The Secretary failed to establish, by a preponderance of the evidence, that Respondent's pre-dive hazard assessment as required by 29 C.F.R. 1910.421(d)(2), was inadequate.

Affirmative Defenses

Since the Secretary failed to establish a prima facie violation of the Act, Respondent's affirmative defenses will not be addressed.



ORDER

Based upon the foregoing Findings of Fact and Conclusions of Law, it is ORDERED that Citation 1 Item 1 is VACATED.

/s/

SIDNEY J. GOLDSTEIN

Judge, OSHRC



Date: December 4, 2009

Denver, Colorado

1. Judge Goldstein has since retired from the Commission and is currently serving as a senior judge on a limited appointment.

2. GC had initially planned to drive the pilings using an "impact hammer," which would drive each piling into the ocean floor through repeated downward blows, but changed to the vibratory hammer before work on the project began.

3. AUS had developed a written dive plan before the project started but does not dispute that the written plan was not used on the day of the accident.

4. We note that the judge's error lies in part on his incorrect factual finding that GC drove the four previous pilings with an impact hammer and then switched to a vibratory hammer for the fatal dive. The record, however, establishes that GC had used only a vibratory hammer to drive pilings at the site.

5. AUS seeks to discredit testimony from the Secretary's witnesses about the construction-related hazards of pile-driving. It claims that their testimony is irrelevant because two of the witnesses lacked specific expertise in commercial diving and the third witness lacked experience with vibratory hammers. Based on our finding that GC's pile-driving operation was a construction activity, we view the witnesses' testimony as relevant to our inquiry.

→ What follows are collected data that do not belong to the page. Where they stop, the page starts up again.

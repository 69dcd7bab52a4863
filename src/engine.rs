//! Transmission engine
//!
//! Turns a bit-expanded frame into the WS2812 waveform without CPU work
//! per bit. Three DMA streams write to the output register on timer events:
//! "high" on update, the data byte on compare 1, "low" on compare 2.
//! A `1` byte keeps the pin high past compare 1, which makes the long pulse.
//!
//! The state machine moves through `Idle -> Transmitting -> DeadTime -> Idle`.
//! The second and third transitions are driven by interrupts, reported
//! to [`Engine::handle`] as [`EngineEvent`]s. Tests feed the same events
//! from a simulation.

use crate::hal::{Peripherals, Stream};
use crate::timing::EngineConfig;

/// Engine state
#[derive(Debug, Clone, Copy, PartialEq, Eq, Default)]
#[cfg_attr(feature = "defmt", derive(defmt::Format))]
pub enum EngineState {
    /// Ready for the next frame
    #[default]
    Idle,
    /// DMA streams are replaying the frame
    Transmitting,
    /// Frame sent, holding the line low so the LEDs latch
    DeadTime,
}

/// Interrupts reported to the engine
#[derive(Debug, Clone, Copy, PartialEq, Eq)]
#[cfg_attr(feature = "defmt", derive(defmt::Format))]
pub enum EngineEvent {
    /// Transfer complete on the reset stream: the last bit has ended
    TransferComplete,
    /// Timer update interrupt during the dead time
    TimerOverflow,
}

/// Error returned when a frame cannot be armed
#[derive(Debug, Clone, Copy, PartialEq, Eq)]
#[cfg_attr(feature = "defmt", derive(defmt::Format))]
pub enum SendError {
    /// A previous frame is still being sent or latched
    Busy,
    /// The frame does not fit in one DMA transfer
    TooLong,
    /// Compare points do not fit inside the bit period
    InvalidTiming,
}

impl core::fmt::Display for SendError {
    fn fmt(&self, f: &mut core::fmt::Formatter<'_>) -> core::fmt::Result {
        match self {
            Self::Busy => f.write_str("transmission in progress"),
            Self::TooLong => f.write_str("frame exceeds one DMA transfer"),
            Self::InvalidTiming => f.write_str("invalid bit timing"),
        }
    }
}

impl core::error::Error for SendError {}

/// Non-owning description of the frame being streamed
#[derive(Debug, Clone, Copy, PartialEq, Eq)]
pub struct FrameView {
    pub address: usize,
    pub len: u16,
}

/// Timer + DMA transmission state machine
pub struct Engine<P: Peripherals> {
    peripherals: P,
    config: EngineConfig,
    configured: bool,
    state: EngineState,
    overflows: u8,
    in_flight: Option<FrameView>,
}

impl<P: Peripherals> Engine<P> {
    pub const fn new(peripherals: P, config: EngineConfig) -> Self {
        Self {
            peripherals,
            config,
            configured: false,
            state: EngineState::Idle,
            overflows: 0,
            in_flight: None,
        }
    }

    /// Peripheral bring-up and initial data stream source
    ///
    /// Configuration happens once. The data stream is only re-pointed while
    /// idle: a frame in flight keeps its source, and [`Engine::send`] points
    /// the stream again for every frame anyway. Invalid timing leaves the
    /// peripherals untouched and is reported by the next `send`.
    pub fn init(&mut self, frame: &[u8]) {
        if self.configure_once().is_err() {
            return;
        }
        if self.state == EngineState::Idle {
            self.peripherals.set_data_source(frame);
        }
    }

    fn configure_once(&mut self) -> Result<(), SendError> {
        if self.configured {
            return Ok(());
        }
        if !self.config.timing.is_valid() {
            #[cfg(feature = "defmt")]
            defmt::error!("refusing timing {}", self.config.timing);
            return Err(SendError::InvalidTiming);
        }
        self.peripherals.configure(&self.config.timing);
        self.configured = true;
        Ok(())
    }

    pub const fn is_configured(&self) -> bool {
        self.configured
    }

    /// Arm the hardware for one frame and return immediately
    ///
    /// An empty frame is accepted and sends nothing. The frame must stay
    /// untouched until the engine is idle again.
    pub fn send(&mut self, frame: &[u8]) -> Result<(), SendError> {
        if self.state != EngineState::Idle {
            #[cfg(feature = "defmt")]
            defmt::warn!("send rejected in state {}", self.state);
            return Err(SendError::Busy);
        }
        if frame.is_empty() {
            return Ok(());
        }
        let len = u16::try_from(frame.len()).map_err(|_| SendError::TooLong)?;

        self.configure_once()?;
        #[cfg(feature = "defmt")]
        defmt::debug!("arming {} bits", len);

        let hw = &mut self.peripherals;
        hw.set_data_source(frame);
        for stream in Stream::ARM_ORDER {
            hw.clear_stream_flags(stream);
        }
        for stream in Stream::ARM_ORDER {
            hw.set_transfer_count(stream, len);
        }
        hw.clear_timer_flags();

        // Streams first, then the requests that trigger them
        for stream in Stream::ARM_ORDER {
            hw.enable_stream(stream);
        }
        for stream in Stream::REQUEST_ORDER {
            hw.enable_request(stream);
        }

        // First update event fires on the next tick
        hw.set_counter(self.config.timing.reload());
        hw.start_timer();

        self.in_flight = Some(FrameView {
            address: frame.as_ptr() as usize,
            len,
        });
        self.overflows = 0;
        self.state = EngineState::Transmitting;
        Ok(())
    }

    /// Apply an interrupt to the state machine and return the new state
    ///
    /// Events that do not belong to the current state are acknowledged and
    /// otherwise ignored.
    pub fn handle(&mut self, event: EngineEvent) -> EngineState {
        match event {
            EngineEvent::TransferComplete => {
                self.peripherals.clear_stream_flags(Stream::Reset);
                if self.state == EngineState::Transmitting {
                    self.finish_transfer();
                }
            }
            EngineEvent::TimerOverflow => {
                self.peripherals.clear_update_flag();
                if self.state == EngineState::DeadTime {
                    self.count_overflow();
                }
            }
        }
        self.state
    }

    fn finish_transfer(&mut self) {
        let hw = &mut self.peripherals;
        for stream in Stream::ARM_ORDER {
            hw.disable_stream(stream);
        }
        // Requests must go too, or the next update re-arms a stream
        for stream in Stream::REQUEST_ORDER {
            hw.disable_request(stream);
        }
        hw.enable_update_interrupt();

        self.overflows = 0;
        self.state = EngineState::DeadTime;
        #[cfg(feature = "defmt")]
        defmt::trace!("frame sent, latching");
    }

    fn count_overflow(&mut self) {
        if self.overflows < self.config.dead_period {
            self.overflows += 1;
            return;
        }
        self.overflows = 0;
        self.peripherals.stop_timer();
        self.peripherals.disable_update_interrupt();
        self.in_flight = None;
        self.state = EngineState::Idle;
        #[cfg(feature = "defmt")]
        defmt::trace!("latch complete");
    }

    pub const fn state(&self) -> EngineState {
        self.state
    }

    pub fn is_idle(&self) -> bool {
        self.state == EngineState::Idle
    }

    /// Overflows counted so far in the current dead time
    pub const fn overflows(&self) -> u8 {
        self.overflows
    }

    /// Frame currently owned by the DMA streams, if any
    pub const fn in_flight(&self) -> Option<FrameView> {
        self.in_flight
    }

    pub const fn config(&self) -> &EngineConfig {
        &self.config
    }

    pub const fn peripherals(&self) -> &P {
        &self.peripherals
    }

    pub fn peripherals_mut(&mut self) -> &mut P {
        &mut self.peripherals
    }
}
mod tests {
    use myrtio_ws2812_dma::color::{
        ChannelOffsets, ColorOrder, Rgb, StripType, color, rgb_from_u32, rgb_to_u32, unpack,
    };

    #[test]
    fn test_color_packing() {
        assert_eq!(color(255, 0, 0), 0xFF_0000);
        assert_eq!(color(0, 255, 0), 0x00_FF00);
        assert_eq!(color(0, 0, 255), 0x00_00FF);
        assert_eq!(color(0x12, 0x34, 0x56), 0x12_3456);
    }

    #[test]
    fn test_unpack_round_trip() {
        for value in 0..=255u8 {
            let (r, g, b) = (value, 255 - value, value ^ 0x5A);
            assert_eq!(unpack(color(r, g, b)), (r, g, b));
        }
    }

    #[test]
    fn test_unpack_ignores_high_byte() {
        assert_eq!(unpack(0xFF12_3456), (0x12, 0x34, 0x56));
    }

    #[test]
    fn test_rgb_conversion() {
        let rgb = Rgb::new(1, 2, 3);
        assert_eq!(rgb_to_u32(rgb), 0x01_0203);
        assert_eq!(rgb_from_u32(0x01_0203), rgb);
    }

    #[test]
    fn test_strip_type_decoding() {
        assert_eq!(StripType::default().color_order(), ColorOrder::Grb);
        assert_eq!(StripType::RGB.color_order(), ColorOrder::Rgb);
        assert_eq!(
            (StripType::BRG | StripType::KHZ800).color_order(),
            ColorOrder::Brg
        );
        assert_eq!(StripType::RBG.color_order(), ColorOrder::Rbg);
        assert_eq!(StripType::from_bits(0x02).color_order(), ColorOrder::Rgb);
    }

    #[test]
    fn test_strip_type_priority() {
        assert_eq!(
            (StripType::GRB | StripType::BRG).color_order(),
            ColorOrder::Grb
        );
        assert_eq!(
            (StripType::BRG | StripType::RBG).color_order(),
            ColorOrder::Brg
        );
    }

    #[test]
    fn test_strip_type_bits() {
        assert_eq!(StripType::default().bits(), 0x03);
        assert_eq!(StripType::from(0x08), StripType::RBG);
    }

    #[test]
    fn test_channel_offsets() {
        assert_eq!(
            ColorOrder::Grb.offsets(),
            ChannelOffsets { r: 1, g: 0, b: 2 }
        );
        assert_eq!(
            ColorOrder::Brg.offsets(),
            ChannelOffsets { r: 1, g: 2, b: 0 }
        );
        assert_eq!(
            ColorOrder::Rbg.offsets(),
            ChannelOffsets { r: 0, g: 2, b: 1 }
        );
        assert_eq!(
            ColorOrder::Rgb.offsets(),
            ChannelOffsets { r: 0, g: 1, b: 2 }
        );
    }
}
//! Packed colors and strip type flags
//!
//! Packed colors are always `0xRRGGBB`, regardless of how the strip is wired.

use smart_leds::RGB8;

pub type Rgb = RGB8;

/// Pack separate channels into a `0xRRGGBB` value
#[inline]
pub const fn color(r: u8, g: u8, b: u8) -> u32 {
    ((r as u32) << 16) | ((g as u32) << 8) | b as u32
}

/// Split a `0xRRGGBB` value into `(r, g, b)`
///
/// Bits above 24 are ignored.
#[inline]
#[allow(clippy::cast_possible_truncation)]
pub const fn unpack(color: u32) -> (u8, u8, u8) {
    ((color >> 16) as u8, (color >> 8) as u8, color as u8)
}

/// Create an RGB color from a u32 value (0xRRGGBB format)
pub const fn rgb_from_u32(color: u32) -> Rgb {
    let (r, g, b) = unpack(color);
    Rgb { r, g, b }
}

/// Pack an RGB color into a u32 value (0xRRGGBB format)
pub const fn rgb_to_u32(rgb: Rgb) -> u32 {
    color(rgb.r, rgb.g, rgb.b)
}

/// Wiring order of the color channels inside a pixel
#[derive(Debug, Clone, Copy, PartialEq, Eq, Default)]
#[cfg_attr(feature = "defmt", derive(defmt::Format))]
pub enum ColorOrder {
    Rgb,
    #[default]
    Grb,
    Brg,
    Rbg,
}

/// Byte positions of the red, green and blue channels within a 3-byte pixel
#[derive(Debug, Clone, Copy, PartialEq, Eq)]
pub struct ChannelOffsets {
    pub r: usize,
    pub g: usize,
    pub b: usize,
}

impl ColorOrder {
    /// Returns where each channel lives in the per-pixel byte view
    pub const fn offsets(self) -> ChannelOffsets {
        match self {
            Self::Rgb => ChannelOffsets { r: 0, g: 1, b: 2 },
            Self::Grb => ChannelOffsets { r: 1, g: 0, b: 2 },
            Self::Brg => ChannelOffsets { r: 1, g: 2, b: 0 },
            Self::Rbg => ChannelOffsets { r: 0, g: 2, b: 1 },
        }
    }
}

/// Strip type bitmask, matching the classic NeoPixel flag values
#[derive(Debug, Clone, Copy, PartialEq, Eq)]
#[cfg_attr(feature = "defmt", derive(defmt::Format))]
pub struct StripType(u8);

impl StripType {
    pub const RGB: Self = Self(0x00);
    pub const GRB: Self = Self(0x01);
    /// 800 kHz datastream, the only supported speed
    pub const KHZ800: Self = Self(0x02);
    pub const BRG: Self = Self(0x04);
    pub const RBG: Self = Self(0x08);

    pub const fn from_bits(bits: u8) -> Self {
        Self(bits)
    }

    pub const fn bits(self) -> u8 {
        self.0
    }

    /// Combine two flag sets
    pub const fn with(self, other: Self) -> Self {
        Self(self.0 | other.0)
    }

    /// Decode the channel order
    ///
    /// When several order flags are set, GRB wins over BRG, which wins over RBG.
    pub const fn color_order(self) -> ColorOrder {
        if self.0 & Self::GRB.0 != 0 {
            ColorOrder::Grb
        } else if self.0 & Self::BRG.0 != 0 {
            ColorOrder::Brg
        } else if self.0 & Self::RBG.0 != 0 {
            ColorOrder::Rbg
        } else {
            ColorOrder::Rgb
        }
    }
}

impl Default for StripType {
    fn default() -> Self {
        Self::GRB.with(Self::KHZ800)
    }
}

impl core::ops::BitOr for StripType {
    type Output = Self;

    fn bitor(self, rhs: Self) -> Self {
        self.with(rhs)
    }
}

impl From<u8> for StripType {
    fn from(bits: u8) -> Self {
        Self(bits)
    }
}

6. Similarly, the operating manual of another manufacturer of vibratory hammers, introduced into evidence at the hearing, states, "Do not stand any closer to this equipment than necessary when it is in operation. Parts may loosen and fall. Piling may shatter or break. Always attach a safety line to the pile when extracting or hoisting into position."

7. We also note that AUS could have obtained information about the hazard of a falling piling by speaking with individuals familiar with pile-driving, such as the crew performing that work for GC. In fact, it had an opportunity--which it did not take--to question GC's superintendent about possible risks when he told AUS's dive supervisor before the fatal dive that a wire cable must be attached to the piling because GC's parent company was concerned with "losing the pile." In addition, three witnesses, one of whom was qualified as an expert, with extensive construction experience and knowledge of hydraulic systems testified for the Secretary at the hearing, and their testimony reflects that (1) working near suspended pilings is inherently dangerous, (2) OSHA requires protections from falling pilings during pile-driving, 29 C.F.R.  1926.603(c)(2)--a requirement consistent with industry consensus standards, and (3) a failure of the vibratory hammer's hydraulic system could cause a piling to fall.